McKim and his colleague Glenn Brown, Washington architect and secretary of the American Institute of Architects, had studied the house from every angle.1 They appreciated its noble past—the house of Thomas Jefferson and Andrew Jackson and Abraham Lincoln. In their minds’ eyes they pared it back to the original, removing added greenhouses on the west, old gas lamps installed on the columns, and other intrusions on the Georgian purity originally ordered by George Washington. With these things stripped away, they could build. They decided to leave the one of Jefferson’s wings that survived, that on the west, beneath the “unsightly” glass houses, and to rebuild the other on the east. Then McKim could say that with these chaste horizontal thrusts, “the cup had its saucer.”2 The renovation of the White House began at that moment.

If the exterior fit rather well into the definition of “restoration,” the interior was quite another matter. In many respects, except for size, the interior of the White House had been more an American house than the Georgian country house it seemed. The plan, much simplified from that of the original model, Leinster House in Dublin, Ireland, is only somewhat like similar houses in the British Isles; it is less complex, being without antechambers, an abundance of private stairs, small corridors, or ceremonial galleries, and it is much more open in the flow from room to room. Although protected during its construction by President Washington, the rising house had also felt the attention of committees. To save money, planned marble floors, for example, had been omitted in favor of wood. The basement groin vaulting that would have supported the marble was too far along to change, so it was built. When McKim first saw the arches, they were covered with layers of grease and whitewash, a canopy over a dark, alleyway hall between kitchens and storage rooms. At its worst it smelled of the butcher shop and fish market; at its best, toward the west end, it savored of spices.

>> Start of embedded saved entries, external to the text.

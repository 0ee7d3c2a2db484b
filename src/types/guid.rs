// OPCUA for Rust
// SPDX-License-Identifier: MPL-2.0
// Copyright (C) 2017-2024 Adam Lock

//! Contains the implementation of `Guid`.

use serde::{Deserialize, Deserializer, Serialize, Serializer};
use std::{
    fmt,
    io::{Read, Write},
    str::FromStr,
};
use uuid::Uuid;

use crate::types::encoding::*;

/// A Guid is a 16 byte Globally Unique Identifier.
#[derive(Eq, PartialEq, Clone, Hash)]
pub struct Guid {
    uuid: Uuid,
}

impl Serialize for Guid {
    fn serialize<S>(&self, serializer: S) -> Result<S::Ok, S::Error>
    where
        S: Serializer,
    {
        self.uuid.to_string().serialize(serializer)
    }
}

impl<'de> Deserialize<'de> for Guid {
    fn deserialize<D>(deserializer: D) -> Result<Guid, D::Error>
    where
        D: Deserializer<'de>,
    {
        use serde::de::Error;

        let result = String::deserialize(deserializer);
        match result {
            Ok(uuid) => Uuid::parse_str(&uuid)
                .map(|uuid| Guid { uuid })
                .map_err(|_| D::Error::custom("Invalid uuid")),
            Err(err) => Err(err),
        }
    }
}

impl fmt::Display for Guid {
    fn fmt(&self, f: &mut fmt::Formatter) -> fmt::Result {
        write!(f, "{}", self.uuid)
    }
}

impl fmt::Debug for Guid {
    fn fmt(&self, f: &mut fmt::Formatter<'_>) -> fmt::Result {
        write!(f, "{}", self.uuid.hyphenated())
    }
}

/// The Guid is encoded as per the OPC UA Part 6 binary layout - data1 to data3 as
/// little endian integers, data4 as raw bytes.
impl BinaryEncoder<Guid> for Guid {
    fn byte_len(&self) -> usize {
        16
    }

    fn encode<S: Write>(&self, stream: &mut S) -> EncodingResult<usize> {
        let mut size = 0;
        let (data1, data2, data3, data4) = self.uuid.as_fields();
        size += write_u32(stream, data1)?;
        size += write_u16(stream, data2)?;
        size += write_u16(stream, data3)?;
        size += process_encode_io_result(stream.write(data4))?;
        assert_eq!(size, self.byte_len());
        Ok(size)
    }

    fn decode<S: Read>(stream: &mut S, _: &DecodingOptions) -> EncodingResult<Self> {
        let data1 = read_u32(stream)?;
        let data2 = read_u16(stream)?;
        let data3 = read_u16(stream)?;
        let mut data4 = [0u8; 8];
        read_bytes(stream, &mut data4)?;
        Ok(Guid {
            uuid: Uuid::from_fields(data1, data2, data3, &data4),
        })
    }
}

impl FromStr for Guid {
    type Err = ();

    fn from_str(s: &str) -> Result<Self, Self::Err> {
        Uuid::from_str(s).map(|uuid| Guid { uuid }).map_err(|err| {
            error!("Guid cannot be parsed from string, err = {:?}", err);
        })
    }
}

impl Default for Guid {
    fn default() -> Self {
        Guid::null()
    }
}

impl Guid {
    /// Return a null guid, i.e. 00000000-0000-0000-0000-000000000000
    pub fn null() -> Guid {
        Guid { uuid: Uuid::nil() }
    }

    /// Creates a random Guid
    pub fn new() -> Guid {
        Guid {
            uuid: Uuid::new_v4(),
        }
    }

    /// Returns the bytes of the Guid
    pub fn as_bytes(&self) -> &[u8; 16] {
        self.uuid.as_bytes()
    }
}
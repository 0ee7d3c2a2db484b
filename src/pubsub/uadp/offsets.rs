// OPCUA for Rust
// SPDX-License-Identifier: MPL-2.0
// Copyright (C) 2017-2024 Adam Lock

//! Contains the fixed offset machinery of the realtime mode. At freeze time a NetworkMessage
//! template is encoded once into a persistent buffer and the byte offset of every volatile
//! location - sequence numbers and raw payload fields - is recorded. From then on a publish
//! cycle is an in-place patch of the buffer and a receive cycle reads the same offsets out
//! of the incoming packet, after checking that everything outside them is bit identical to
//! the template.

use std::io::Cursor;

use crate::types::{
    encoding::*,
    status_code::StatusCode,
    variant::{Variant, VariantTypeId},
};

use super::{
    data_set_message::DataSetMessageBody, network_message::UadpNetworkMessage,
};

/// What a patch site holds.
#[derive(Debug, Clone, Copy, PartialEq)]
pub enum NetworkMessageOffsetKind {
    /// The group header sequence number
    GroupSequenceNumber,
    /// The sequence number of one DataSetMessage
    DataSetSequenceNumber { data_set: usize },
    /// One raw encoded payload field
    PayloadField {
        data_set: usize,
        field: usize,
        type_id: VariantTypeId,
    },
}

/// One patch site - an absolute byte offset into the frozen buffer.
#[derive(Debug, Clone, Copy, PartialEq)]
pub struct NetworkMessageOffset {
    pub offset: usize,
    pub size: usize,
    pub kind: NetworkMessageOffsetKind,
}

/// The persistent pre-encoded buffer plus its patch sites. The byte length is fixed once
/// built; entry offsets are monotonic within the message.
#[derive(Debug, Clone)]
pub struct OffsetBuffer {
    buffer: Vec<u8>,
    offsets: Vec<NetworkMessageOffset>,
}

impl OffsetBuffer {
    /// Encodes the message once and computes the offset table in the same single pass over
    /// the layout. `field_types` carries the field type list of each DataSetMessage since a
    /// raw body does not encode them. Every DataSetMessage must be a raw key frame - that
    /// is the only payload whose field offsets are statically known.
    pub fn new(
        nm: &UadpNetworkMessage,
        field_types: &[Vec<VariantTypeId>],
    ) -> EncodingResult<OffsetBuffer> {
        if field_types.len() != nm.payload.len() {
            error!(
                "Field types supplied for {} messages, but the payload holds {}",
                field_types.len(),
                nm.payload.len()
            );
            return Err(StatusCode::BadInvalidArgument);
        }

        let buffer = nm.encode_to_vec()?;
        let mut offsets = Vec::new();

        // Walk the same layout the encoder wrote, recording the volatile locations. The
        // group header sequence number sits inside the headers at a position that can be
        // computed directly; payload offsets run from the end of the headers.
        let mut pos = nm.header_byte_len();
        if let Some(ref group_header) = nm.group_header {
            if group_header.sequence_number.is_some() {
                // The sequence number is the last group header field
                let group_header_end = {
                    let mut p = 1;
                    if nm.extended_flags1_needed() {
                        p += 1;
                    }
                    if let Some(ref publisher_id) = nm.publisher_id {
                        p += publisher_id.byte_len();
                    }
                    if nm.dataset_class_id.is_some() {
                        p += 16;
                    }
                    p + group_header.byte_len()
                };
                offsets.push(NetworkMessageOffset {
                    offset: group_header_end - 2,
                    size: 2,
                    kind: NetworkMessageOffsetKind::GroupSequenceNumber,
                });
            }
        }

        for (data_set, (dsm, types)) in nm.payload.iter().zip(field_types.iter()).enumerate() {
            // Flag bytes come first, then the sequence number when present
            let mut dsm_pos = pos + 1;
            if dsm.flags2() != 0 {
                dsm_pos += 1;
            }
            if dsm.header.sequence_number.is_some() {
                offsets.push(NetworkMessageOffset {
                    offset: dsm_pos,
                    size: 2,
                    kind: NetworkMessageOffsetKind::DataSetSequenceNumber { data_set },
                });
            }
            pos += dsm.header_byte_len();

            let body = match &dsm.body {
                DataSetMessageBody::RawKeyFrame(bytes) => bytes,
                _ => {
                    error!("Fixed offsets need raw key frame payloads");
                    return Err(StatusCode::BadNotSupported);
                }
            };
            let mut field_pos = pos;
            for (field, type_id) in types.iter().enumerate() {
                let size = type_id.fixed_wire_size().ok_or_else(|| {
                    error!("Field type {:?} has no fixed wire size", type_id);
                    StatusCode::BadNotSupported
                })?;
                offsets.push(NetworkMessageOffset {
                    offset: field_pos,
                    size,
                    kind: NetworkMessageOffsetKind::PayloadField {
                        data_set,
                        field,
                        type_id: *type_id,
                    },
                });
                field_pos += size;
            }
            if field_pos - pos != body.len() {
                error!(
                    "Raw body of message {} is {} bytes but its field types need {}",
                    data_set,
                    body.len(),
                    field_pos - pos
                );
                return Err(StatusCode::BadInvalidArgument);
            }
            pos = field_pos;
        }

        if pos != buffer.len() {
            error!(
                "Offset walk ended at {} but the encoded message is {} bytes",
                pos,
                buffer.len()
            );
            return Err(StatusCode::BadInternalError);
        }

        Ok(OffsetBuffer { buffer, offsets })
    }

    /// The frozen wire image.
    pub fn bytes(&self) -> &[u8] {
        &self.buffer
    }

    /// The length in bytes, fixed for the life of the buffer.
    pub fn len(&self) -> usize {
        self.buffer.len()
    }

    pub fn is_empty(&self) -> bool {
        self.buffer.is_empty()
    }

    /// The patch sites, in ascending offset order per message.
    pub fn offsets(&self) -> &[NetworkMessageOffset] {
        &self.offsets
    }

    /// Writes a sequence number at the given patch site.
    pub fn patch_u16(&mut self, entry: usize, value: u16) -> EncodingResult<()> {
        let e = *self
            .offsets
            .get(entry)
            .ok_or(StatusCode::BadInvalidArgument)?;
        if e.size != 2 {
            return Err(StatusCode::BadInvalidArgument);
        }
        self.buffer[e.offset..e.offset + 2].copy_from_slice(&value.to_le_bytes());
        Ok(())
    }

    /// Writes a field value at the given patch site. The value must be a scalar of the
    /// type recorded at freeze time - the layout cannot change after the fact.
    pub fn patch_field(&mut self, entry: usize, value: &Variant) -> EncodingResult<()> {
        let e = *self
            .offsets
            .get(entry)
            .ok_or(StatusCode::BadInvalidArgument)?;
        let type_id = match e.kind {
            NetworkMessageOffsetKind::PayloadField { type_id, .. } => type_id,
            _ => return Err(StatusCode::BadInvalidArgument),
        };
        if value.type_id() != type_id {
            error!(
                "Value of type {:?} does not match the frozen field type {:?}",
                value.type_id(),
                type_id
            );
            return Err(StatusCode::BadInvalidArgument);
        }
        let mut stream = Cursor::new(&mut self.buffer[e.offset..e.offset + e.size]);
        value.encode_value(&mut stream)?;
        Ok(())
    }

    /// The realtime receive path. Checks the incoming packet against the frozen template -
    /// identical length, and bit identical everywhere outside the patch sites - then decodes
    /// the patch sites, walking the table in reverse. Values are returned in field order.
    pub fn update_from(
        &self,
        packet: &[u8],
        decoding_options: &DecodingOptions,
    ) -> EncodingResult<Vec<(NetworkMessageOffset, Variant)>> {
        if packet.len() != self.buffer.len() {
            debug!(
                "Packet of {} bytes does not match the frozen layout of {}",
                packet.len(),
                self.buffer.len()
            );
            return Err(StatusCode::BadDecodingError);
        }
        let mut pos = 0;
        for e in &self.offsets {
            if packet[pos..e.offset] != self.buffer[pos..e.offset] {
                debug!("Packet differs from the frozen template outside its patch sites");
                return Err(StatusCode::BadDecodingError);
            }
            pos = e.offset + e.size;
        }
        if packet[pos..] != self.buffer[pos..] {
            debug!("Packet differs from the frozen template after the last patch site");
            return Err(StatusCode::BadDecodingError);
        }

        let mut values = Vec::with_capacity(self.offsets.len());
        for e in self.offsets.iter().rev() {
            if let NetworkMessageOffsetKind::PayloadField { type_id, .. } = e.kind {
                let mut stream = Cursor::new(&packet[e.offset..e.offset + e.size]);
                let value = Variant::decode_value(type_id, &mut stream, decoding_options)?;
                values.push((*e, value));
            }
        }
        values.reverse();
        Ok(values)
    }
}
// OPCUA for Rust
// SPDX-License-Identifier: MPL-2.0
// Copyright (C) 2017-2024 Adam Lock

//! The receive pipeline - decode the NetworkMessage, find the reader each DataSetMessage
//! belongs to, then either take the realtime fast path through the reader's buffered
//! layout or fully decode and write the target variables.

use crate::pubsub::core::{ReaderGroup, ValueBackendRegistry};
use crate::pubsub::uadp::UadpNetworkMessage;
use crate::types::encoding::*;

/// Dispatches one received buffer to the reader groups of its connection.
///
/// A message that matches nobody is dropped without error - on a multicast group or a
/// shared broker topic that is the normal case, not a fault. A message that matches a
/// reader but cannot be decoded is logged, counted against that reader and dropped; a
/// protocol stack must not let one malformed packet take down the dispatch loop.
pub fn process_network_message(
    reader_groups: &mut [ReaderGroup],
    data: &[u8],
    backends: &mut ValueBackendRegistry,
    decoding_options: &DecodingOptions,
) -> EncodingResult<()> {
    let nm = UadpNetworkMessage::decode(data, decoding_options)?;

    // Without these there is nothing to match a reader against
    let publisher_id = match nm.publisher_id {
        Some(publisher_id) => publisher_id,
        None => {
            debug!("NetworkMessage has no publisher id, nothing will match it");
            return Ok(());
        }
    };
    let writer_group_id = match nm.group_header.as_ref().and_then(|g| g.writer_group_id) {
        Some(writer_group_id) => writer_group_id,
        None => {
            debug!("NetworkMessage has no writer group id, nothing will match it");
            return Ok(());
        }
    };
    let writer_ids = match nm.dataset_payload_header {
        Some(ref writer_ids) => writer_ids,
        None => {
            debug!("NetworkMessage has no payload header, nothing will match it");
            return Ok(());
        }
    };

    for (i, dsm) in nm.payload.iter().enumerate() {
        let data_set_writer_id = writer_ids[i];
        // First matching reader wins, in group then reader registration order
        'matched: for reader_group in reader_groups.iter_mut() {
            for reader in reader_group.readers_mut() {
                if !reader.matches(&publisher_id, writer_group_id, data_set_writer_id) {
                    continue;
                }
                let result = if reader.offset_buffer().is_some() {
                    // The buffered layout covers the whole packet
                    reader.update_buffered(data, backends, decoding_options)
                } else {
                    reader.process_data_set_message(dsm, backends, decoding_options)
                };
                if let Err(err) = result {
                    warn!("Reader {} dropped a message, error {}", reader.id, err);
                    reader.note_dropped();
                }
                break 'matched;
            }
        }
    }
    Ok(())
}
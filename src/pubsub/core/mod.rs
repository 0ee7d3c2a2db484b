// OPCUA for Rust
// SPDX-License-Identifier: MPL-2.0
// Copyright (C) 2017-2024 Adam Lock

//! The PubSub object model - connections, published data sets, writer and reader groups,
//! their writers and readers, the value backends that stand in for the address space, and
//! the manager that owns all of them.

use std::fmt;

pub mod connection;
pub mod data_set_reader;
pub mod data_set_writer;
pub mod manager;
pub mod published_data_set;
pub mod reader_group;
pub mod value_backend;
pub mod writer_group;

pub use connection::*;
pub use data_set_reader::*;
pub use data_set_writer::*;
pub use manager::*;
pub use published_data_set::*;
pub use reader_group::*;
pub use value_backend::*;
pub use writer_group::*;

/// An opaque identifier for a PubSub entity, unique within a manager.
#[derive(Debug, Clone, Copy, PartialEq, Eq, Hash, Serialize, Deserialize)]
pub struct PubSubId(pub u32);

impl fmt::Display for PubSubId {
    fn fmt(&self, f: &mut fmt::Formatter<'_>) -> fmt::Result {
        write!(f, "{}", self.0)
    }
}

/// Realtime level of a writer or reader group.
#[derive(Debug, Clone, Copy, PartialEq, Eq, Serialize, Deserialize)]
pub enum PubSubRtLevel {
    /// Messages are built and encoded from scratch each cycle
    None,
    /// Every message has an identical byte layout known at freeze time, enabling in-place
    /// patching of a pre-encoded buffer
    FixedSize,
}

impl Default for PubSubRtLevel {
    fn default() -> Self {
        PubSubRtLevel::None
    }
}

/// Message mapping of a writer group. Only the UADP binary mapping is implemented; the
/// JSON mapping belongs to a broker-side profile this crate does not cover.
#[derive(Debug, Clone, Copy, PartialEq, Eq, Serialize, Deserialize)]
pub enum PubSubEncoding {
    Uadp,
}

impl Default for PubSubEncoding {
    fn default() -> Self {
        PubSubEncoding::Uadp
    }
}

/// The attribute a published or subscribed variable binds to. Only the value attribute
/// takes part in the data plane.
pub const ATTRIBUTE_ID_VALUE: u32 = 13;
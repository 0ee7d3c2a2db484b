use super::*;

fn round_trip(nm: &UadpNetworkMessage) -> UadpNetworkMessage {
    let bytes = nm.encode_to_vec().unwrap();
    assert_eq!(bytes.len(), nm.byte_len());
    let decoded = UadpNetworkMessage::decode(&bytes, &DecodingOptions::test()).unwrap();
    assert_eq!(&decoded, nm);
    decoded
}

#[test]
fn minimal_message_round_trip() {
    let dsm = DataSetMessage::key_frame(
        DataSetMessageHeader::default(),
        vec![Variant::from(true)],
    );
    round_trip(&UadpNetworkMessage {
        payload: vec![dsm],
        ..UadpNetworkMessage::default()
    });
}

#[test]
fn full_header_round_trip() {
    let dsm = DataSetMessage::key_frame(
        DataSetMessageHeader {
            sequence_number: Some(42),
            timestamp: Some(DateTime::now()),
            picoseconds: Some(7),
            status: Some(0),
            config_major_version: Some(1),
            config_minor_version: Some(3),
            ..DataSetMessageHeader::default()
        },
        vec![
            Variant::from(1000u32),
            Variant::from(-5i16),
            Variant::from("hello"),
            Variant::from(2.5f64),
        ],
    );
    round_trip(&UadpNetworkMessage {
        publisher_id: Some(PublisherId::UInt64(0xDEAD_BEEF_0000_0001)),
        dataset_class_id: Some(Guid::new()),
        group_header: Some(UadpGroupHeader {
            writer_group_id: Some(100),
            group_version: Some(1234),
            network_message_number: Some(1),
            sequence_number: Some(99),
        }),
        dataset_payload_header: Some(vec![62541]),
        timestamp: Some(DateTime::now()),
        picoseconds: Some(11),
        payload: vec![dsm],
        ..UadpNetworkMessage::default()
    });
}

#[test]
fn publisher_id_widths_round_trip() {
    for publisher_id in [
        PublisherId::Byte(7),
        PublisherId::UInt16(2234),
        PublisherId::UInt32(70_000),
        PublisherId::UInt64(u64::MAX),
    ] {
        let dsm = DataSetMessage::key_frame(
            DataSetMessageHeader::default(),
            vec![Variant::from(1u8)],
        );
        round_trip(&UadpNetworkMessage {
            publisher_id: Some(publisher_id),
            payload: vec![dsm],
            ..UadpNetworkMessage::default()
        });
    }
}

#[test]
fn multiple_messages_use_a_sizes_array() {
    let dsm1 = DataSetMessage::key_frame(
        DataSetMessageHeader {
            sequence_number: Some(1),
            ..DataSetMessageHeader::default()
        },
        vec![Variant::from(1u32)],
    );
    let dsm2 = DataSetMessage::key_frame(
        DataSetMessageHeader {
            sequence_number: Some(2),
            ..DataSetMessageHeader::default()
        },
        vec![Variant::from("two"), Variant::from(2i64)],
    );
    let nm = UadpNetworkMessage {
        publisher_id: Some(PublisherId::UInt16(2234)),
        dataset_payload_header: Some(vec![1, 2]),
        payload: vec![dsm1, dsm2],
        ..UadpNetworkMessage::default()
    };
    assert!(nm.payload_sizes_encoded());
    round_trip(&nm);
}

#[test]
fn delta_frame_and_keep_alive_round_trip() {
    let delta = DataSetMessage {
        header: DataSetMessageHeader {
            field_encoding: DataSetFieldEncoding::Variant,
            sequence_number: Some(5),
            ..DataSetMessageHeader::default()
        },
        body: DataSetMessageBody::DeltaFrame(vec![
            (0, Variant::from(17u32)),
            (3, Variant::from(false)),
        ]),
    };
    round_trip(&UadpNetworkMessage {
        dataset_payload_header: Some(vec![9]),
        payload: vec![delta],
        ..UadpNetworkMessage::default()
    });

    let keep_alive = DataSetMessage::keep_alive(DataSetMessageHeader {
        sequence_number: Some(77),
        ..DataSetMessageHeader::default()
    });
    round_trip(&UadpNetworkMessage {
        dataset_payload_header: Some(vec![9]),
        payload: vec![keep_alive],
        ..UadpNetworkMessage::default()
    });
}

#[test]
fn raw_fields_interpret_against_metadata() {
    let nm = raw_uint32_message(1000, false);
    let decoded = round_trip(&nm);
    let fields = decoded.payload[0]
        .decode_raw_fields(&[VariantTypeId::UInt32], &DecodingOptions::test())
        .unwrap();
    assert_eq!(fields, vec![Variant::UInt32(1000)]);

    // The wrong metadata does not fit the body
    assert_eq!(
        decoded.payload[0]
            .decode_raw_fields(&[VariantTypeId::UInt16], &DecodingOptions::test())
            .unwrap_err(),
        StatusCode::BadDecodingError
    );
}

#[test]
fn rt_test_message_wire_layout() {
    // Hand-assembled golden bytes: version/flags, extended flags 1, publisher id 2234,
    // group flags + writer group id 100, payload header with writer 62541, DataSetFlags1
    // (valid + raw), then the UInt32 value 1000. Everything little-endian.
    let expected = [
        0xF1, 0x01, 0xBA, 0x08, 0x01, 0x64, 0x00, 0x01, 0x4D, 0xF4, 0x03, 0xE8, 0x03, 0x00, 0x00,
    ];
    let nm = raw_uint32_message(1000, false);
    assert_eq!(nm.encode_to_vec().unwrap(), expected);
}

#[test]
fn raw_encoding_rejects_variable_length_types() {
    for value in [
        Variant::from("text"),
        Variant::from(ByteString::from(vec![1u8, 2u8])),
    ] {
        assert_eq!(
            DataSetMessage::key_frame_raw(DataSetMessageHeader::default(), &[value]).unwrap_err(),
            StatusCode::BadDataEncodingUnsupported
        );
    }
}

#[test]
fn unknown_content_mask_bits_are_an_encoding_error() {
    assert_eq!(
        UadpNetworkMessageContentMask::validate(0x800).unwrap_err(),
        StatusCode::BadEncodingError
    );
    assert_eq!(
        UadpDataSetMessageContentMask::validate(0x40).unwrap_err(),
        StatusCode::BadEncodingError
    );
    assert!(UadpNetworkMessageContentMask::validate(0x47).is_ok());
}

#[test]
fn short_buffer_is_a_decoding_error() {
    // Variant framing so every truncation point is detectable - a raw body's extent is
    // bounded by the buffer, so a truncated raw message is caught later against metadata
    let dsm = DataSetMessage::key_frame(
        DataSetMessageHeader {
            sequence_number: Some(1),
            ..DataSetMessageHeader::default()
        },
        vec![Variant::from(1000u32), Variant::from(-3i64)],
    );
    let bytes = UadpNetworkMessage {
        publisher_id: Some(PublisherId::UInt16(2234)),
        group_header: Some(UadpGroupHeader {
            writer_group_id: Some(100),
            sequence_number: Some(1),
            ..UadpGroupHeader::default()
        }),
        dataset_payload_header: Some(vec![62541]),
        payload: vec![dsm],
        ..UadpNetworkMessage::default()
    }
    .encode_to_vec()
    .unwrap();
    for len in 0..bytes.len() {
        let err = UadpNetworkMessage::decode(&bytes[..len], &DecodingOptions::test()).unwrap_err();
        assert_eq!(err, StatusCode::BadDecodingError, "truncated at {}", len);
    }
}

#[test]
fn bad_version_is_a_decoding_error() {
    let mut bytes = raw_uint32_message(1000, false).encode_to_vec().unwrap();
    bytes[0] = (bytes[0] & 0xF0) | 0x02;
    assert_eq!(
        UadpNetworkMessage::decode(&bytes, &DecodingOptions::test()).unwrap_err(),
        StatusCode::BadDecodingError
    );
}

#[test]
fn sequence_numbers_wrap_at_16_bits() {
    use crate::pubsub::core::{DataSetWriterConfig, WriterGroup, WriterGroupConfig};

    let mut group = WriterGroup::new(crate::pubsub::core::PubSubId(1), &WriterGroupConfig::default());
    let mut writer = crate::pubsub::core::DataSetWriter::new(
        crate::pubsub::core::PubSubId(2),
        &DataSetWriterConfig::default(),
        crate::pubsub::core::PubSubId(3),
    );
    for _ in 0..u16::MAX {
        group.next_sequence_number();
        writer.next_sequence_number();
    }
    assert_eq!(group.next_sequence_number(), 0);
    assert_eq!(writer.next_sequence_number(), 0);
    assert_eq!(group.next_sequence_number(), 1);
}
// OPCUA for Rust
// SPDX-License-Identifier: MPL-2.0
// Copyright (C) 2017-2024 Adam Lock

//! The built-in OPC UA types that the PubSub data plane works with, together with their
//! binary encoding. This is deliberately the subset that can travel in a DataSetMessage;
//! service types, extension objects and diagnostics belong to the session layer crates.

pub mod basic_types;
pub mod byte_string;
pub mod data_value;
pub mod date_time;
pub mod encoding;
pub mod guid;
pub mod node_id;
pub mod status_code;
pub mod string;
pub mod variant;

#[cfg(test)]
mod tests;

pub use crate::types::{
    byte_string::ByteString, data_value::DataValue, date_time::DateTime, encoding::*,
    guid::Guid, node_id::{Identifier, NodeId}, status_code::StatusCode, string::UAString,
    variant::{Variant, VariantTypeId},
};

pub mod constants {
    /// Maximum size of a NetworkMessage this stack will decode
    pub const MAX_MESSAGE_SIZE: usize = 65535;
    /// Maximum length in bytes of a decoded string
    pub const MAX_STRING_LENGTH: usize = 65535;
    /// Maximum length in bytes of a decoded byte string
    pub const MAX_BYTE_STRING_LENGTH: usize = 65535;
    /// Maximum number of elements in a decoded array
    pub const MAX_ARRAY_LENGTH: usize = 1000;
}
// DataSetFlags1
const DSF1_VALID: u8 = 0x01;
const DSF1_FIELD_ENCODING_MASK: u8 = 0x06;
const DSF1_FIELD_ENCODING_SHIFT: u8 = 1;
const DSF1_SEQUENCE_NUMBER: u8 = 0x08;
const DSF1_STATUS: u8 = 0x10;
const DSF1_MAJOR_VERSION: u8 = 0x20;
const DSF1_MINOR_VERSION: u8 = 0x40;
const DSF1_FLAGS2: u8 = 0x80;

// DataSetFlags2
const DSF2_MESSAGE_TYPE_MASK: u8 = 0x0F;
const DSF2_TIMESTAMP: u8 = 0x10;
const DSF2_PICO_SECONDS: u8 = 0x20;

const MESSAGE_TYPE_KEY_FRAME: u8 = 0;
const MESSAGE_TYPE_DELTA_FRAME: u8 = 1;
const MESSAGE_TYPE_EVENT: u8 = 2;
const MESSAGE_TYPE_KEEP_ALIVE: u8 = 3;

/// How the fields of a DataSetMessage are framed on the wire.
#[derive(Debug, Clone, Copy, PartialEq, Eq, Serialize, Deserialize)]
pub enum DataSetFieldEncoding {
    /// Each field is a variant with its own type byte
    Variant,
    /// Fields are fixed size values concatenated in field order
    RawData,
}

impl Default for DataSetFieldEncoding {
    fn default() -> Self {
        // Raw data is the encoding the fixed offset realtime mode runs on
        DataSetFieldEncoding::RawData
    }
}

/// The header of a DataSetMessage. Optional parts mirror the wire.
#[derive(Debug, Clone, PartialEq)]
pub struct DataSetMessageHeader {
    /// False marks the message content as unusable to subscribers
    pub valid: bool,
    pub field_encoding: DataSetFieldEncoding,
    pub sequence_number: Option<u16>,
    pub timestamp: Option<DateTime>,
    pub picoseconds: Option<u16>,
    /// High 16 bits of the StatusCode applying to the whole message
    pub status: Option<u16>,
    pub config_major_version: Option<u32>,
    pub config_minor_version: Option<u32>,
}

impl Default for DataSetMessageHeader {
    fn default() -> Self {
        Self {
            valid: true,
            field_encoding: DataSetFieldEncoding::default(),
            sequence_number: None,
            timestamp: None,
            picoseconds: None,
            status: None,
            config_major_version: None,
            config_minor_version: None,
        }
    }
}

impl DataSetMessageHeader {
    /// Byte length of the header fields including flags1 but not flags2, which depends on
    /// the message type and is accounted for by the message.
    fn byte_len(&self) -> usize {
        let mut size = 1;
        size += self.sequence_number.map_or(0, |_| 2);
        size += self.timestamp.map_or(0, |_| 8);
        size += self.picoseconds.map_or(0, |_| 2);
        size += self.status.map_or(0, |_| 2);
        size += self.config_major_version.map_or(0, |_| 4);
        size += self.config_minor_version.map_or(0, |_| 4);
        size
    }

    fn flags2_needed(&self, message_type: u8) -> u8 {
        let mut flags = message_type & DSF2_MESSAGE_TYPE_MASK;
        if self.timestamp.is_some() {
            flags |= DSF2_TIMESTAMP;
        }
        if self.picoseconds.is_some() {
            flags |= DSF2_PICO_SECONDS;
        }
        flags
    }
}

/// The body of a DataSetMessage.
#[derive(Debug, Clone, PartialEq)]
pub enum DataSetMessageBody {
    /// All fields, variant encoded
    KeyFrame(Vec<Variant>),
    /// All fields, raw encoded. The bytes are opaque until interpreted against field
    /// metadata with [`DataSetMessage::decode_raw_fields`].
    RawKeyFrame(Vec<u8>),
    /// Changed fields only as (field index, value) pairs, variant encoded
    DeltaFrame(Vec<(u16, Variant)>),
    /// Event fields, variant encoded
    Event(Vec<Variant>),
    /// No payload, proves the publisher is alive
    KeepAlive,
}

#[derive(Debug, Clone, PartialEq)]
pub struct DataSetMessage {
    pub header: DataSetMessageHeader,
    pub body: DataSetMessageBody,
}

The main floor of the White House prior to the renovation. Roosevelt removed the stair on the west end of the Cross Hall (on the right of the "corridor") and incorporated the space into the State Dining Room.

Library of Congress

The walls of all the rooms were plaster, without ornament. Rather handsome crown cornicing in composition was in place, most of it much altered by 1902, yet it was not extraordinary. What was not plaster inside was nearly entirely of wood. A gangly, creaky staircase rose at the west end of the great Cross Hall. A babel of some 23 marble mantelpieces, and a few of wood, adorned the chimneys of the main rooms of that same number. Most of them were white, but some in brown, black, and a few pink, the majority with arched openings fitted for coal, to supplement the steam-heat radiators. Wall-to-wall carpeting or straw matting covered every floor but the Entrance Hall, itself laid in encaustic tiles set in a bed of mortar laid directly onto the wood floor. The carpet patterns were many and intricate, rivaling only the countless designs of wallpapers and textures of lace, damask, velvet, and brocade that hung heavily at the windows.3

Admirers of Victorian decorative arts—and there were those even in 1902—might point out Louis Comfort Tiffany’s hall screen of murky red, white, and blue art glass. They might acknowledge the well-maintained, homey, and “American” look of the tasseled parlors and expanses of rich color, the gaslight buried in overhead showers of glass and brass. Surely they would open the French doors to the conservatory, where whiffs of roses, orchids, sweet olive, and other fragrances were almost intoxicating, and snow, fallen on the glass roof, could be seen upward through palm and banana trees.

It was all of this that McKim stripped away. He rethought the house and its functions. Within the familiar building, keeping its romance, he made the White House work for the young head of state of the newly international nation President William McKinley had bequeathed to his successor. Roosevelt’s job was to convey to the American people the meaning of the new presidency, more powerful and evident than it had been since Washington’s time. The White House was not the least element in what was to be a memorable performance.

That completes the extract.